Aim of the task:
Which lines run from the one containing "error!(error = %e, reference" through the end of the material? Reproduce them exactly.

Supplied material:
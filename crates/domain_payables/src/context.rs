//! Shared wiring for the settlement services

use std::sync::Arc;

use chrono::{NaiveDate, Utc};
use serde_json::Value;
use tracing::{error, warn};

use core_kernel::{Actor, Money};
use domain_ledger::{JournalEngine, LedgerPort, PostOutcome, VendorLedgerBook};

use crate::audit::{AuditEntity, AuditEvent, AuditSink};
use crate::config::SettlementConfig;
use crate::error::SettlementError;
use crate::ports::PayablesPort;
use crate::recorder::{LedgerRecorder, Posting};
use crate::webhook::WebhookDispatcher;

/// Ports and collaborators every settlement service works through
///
/// Cheap to clone; request handlers and the scheduler share one instance.
#[derive(Clone)]
pub struct SettlementContext {
    pub(crate) payables: Arc<dyn PayablesPort>,
    pub(crate) recorder: LedgerRecorder,
    pub(crate) audit: Arc<dyn AuditSink>,
    pub(crate) webhook: Arc<dyn WebhookDispatcher>,
    pub(crate) config: SettlementConfig,
}

impl SettlementContext {
    pub fn new(
        payables: Arc<dyn PayablesPort>,
        ledger: Arc<dyn LedgerPort>,
        audit: Arc<dyn AuditSink>,
        webhook: Arc<dyn WebhookDispatcher>,
        config: SettlementConfig,
    ) -> Self {
        let engine = JournalEngine::new(ledger.clone(), config.currency);
        let book = VendorLedgerBook::new(ledger, config.currency);
        Self {
            payables,
            recorder: LedgerRecorder::new(engine, book),
            audit,
            webhook,
            config,
        }
    }

    pub fn config(&self) -> &SettlementConfig {
        &self.config
    }

    pub fn journal(&self) -> &JournalEngine {
        self.recorder.engine()
    }

    pub fn vendor_ledgers(&self) -> &VendorLedgerBook {
        self.recorder.book()
    }

    pub fn payables(&self) -> &Arc<dyn PayablesPort> {
        &self.payables
    }

    pub(crate) fn today(&self) -> NaiveDate {
        Utc::now().date_naive()
    }

    /// Rejects amounts that are not strictly positive or not in the book currency
    pub(crate) fn ensure_amount(&self, amount: &Money, what: &str) -> Result<(), SettlementError> {
        if amount.currency() != self.config.currency {
            return Err(SettlementError::validation(format!(
                "{} must be in {}, got {}",
                what,
                self.config.currency,
                amount.currency()
            )));
        }
        if !amount.is_positive() {
            return Err(SettlementError::validation(format!(
                "{} must be greater than zero, got {}",
                what, amount
            )));
        }
        Ok(())
    }

    /// Records an audit event; failures are logged and swallowed
    pub(crate) async fn audit(&self, actor: &Actor, action: &str, entity: AuditEntity, metadata: Value) {
        let event = AuditEvent::new(actor, action, entity, metadata);
        if let Err(e) = self.audit.record(event).await {
            warn!(error = %e, action, entity = %entity, "Audit record failed");
        }
    }

    /// Fires a webhook; failures are logged and swallowed
    pub(crate) async fn notify(&self, event: &str, payload: Value) {
        if let Err(e) = self.webhook.fire(event, payload).await {
            warn!(error = %e, event, "Webhook dispatch failed");
        }
    }

    /// Echoes a committed business event into the books
    ///
    /// The business record is already stored, so a ledger failure here is
    /// logged rather than returned. The vendor side can be recovered with a
    /// ledger rebuild.
    pub(crate) async fn echo(&self, posting: Posting, actor: &Actor) -> Option<PostOutcome> {
        let reference = posting.reference;
        match self.recorder.record(posting, actor).await {
            Ok(outcome) => Some(outcome),
            Err(e) => {
                error!(error = %e, reference = %reference, "Ledger echo failed after commit");
                None
            }
        }
    }
}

Result of this exercise:
                error!(error = %e, reference = %reference, "Ledger echo failed after commit");
                None
            }
        }
    }
}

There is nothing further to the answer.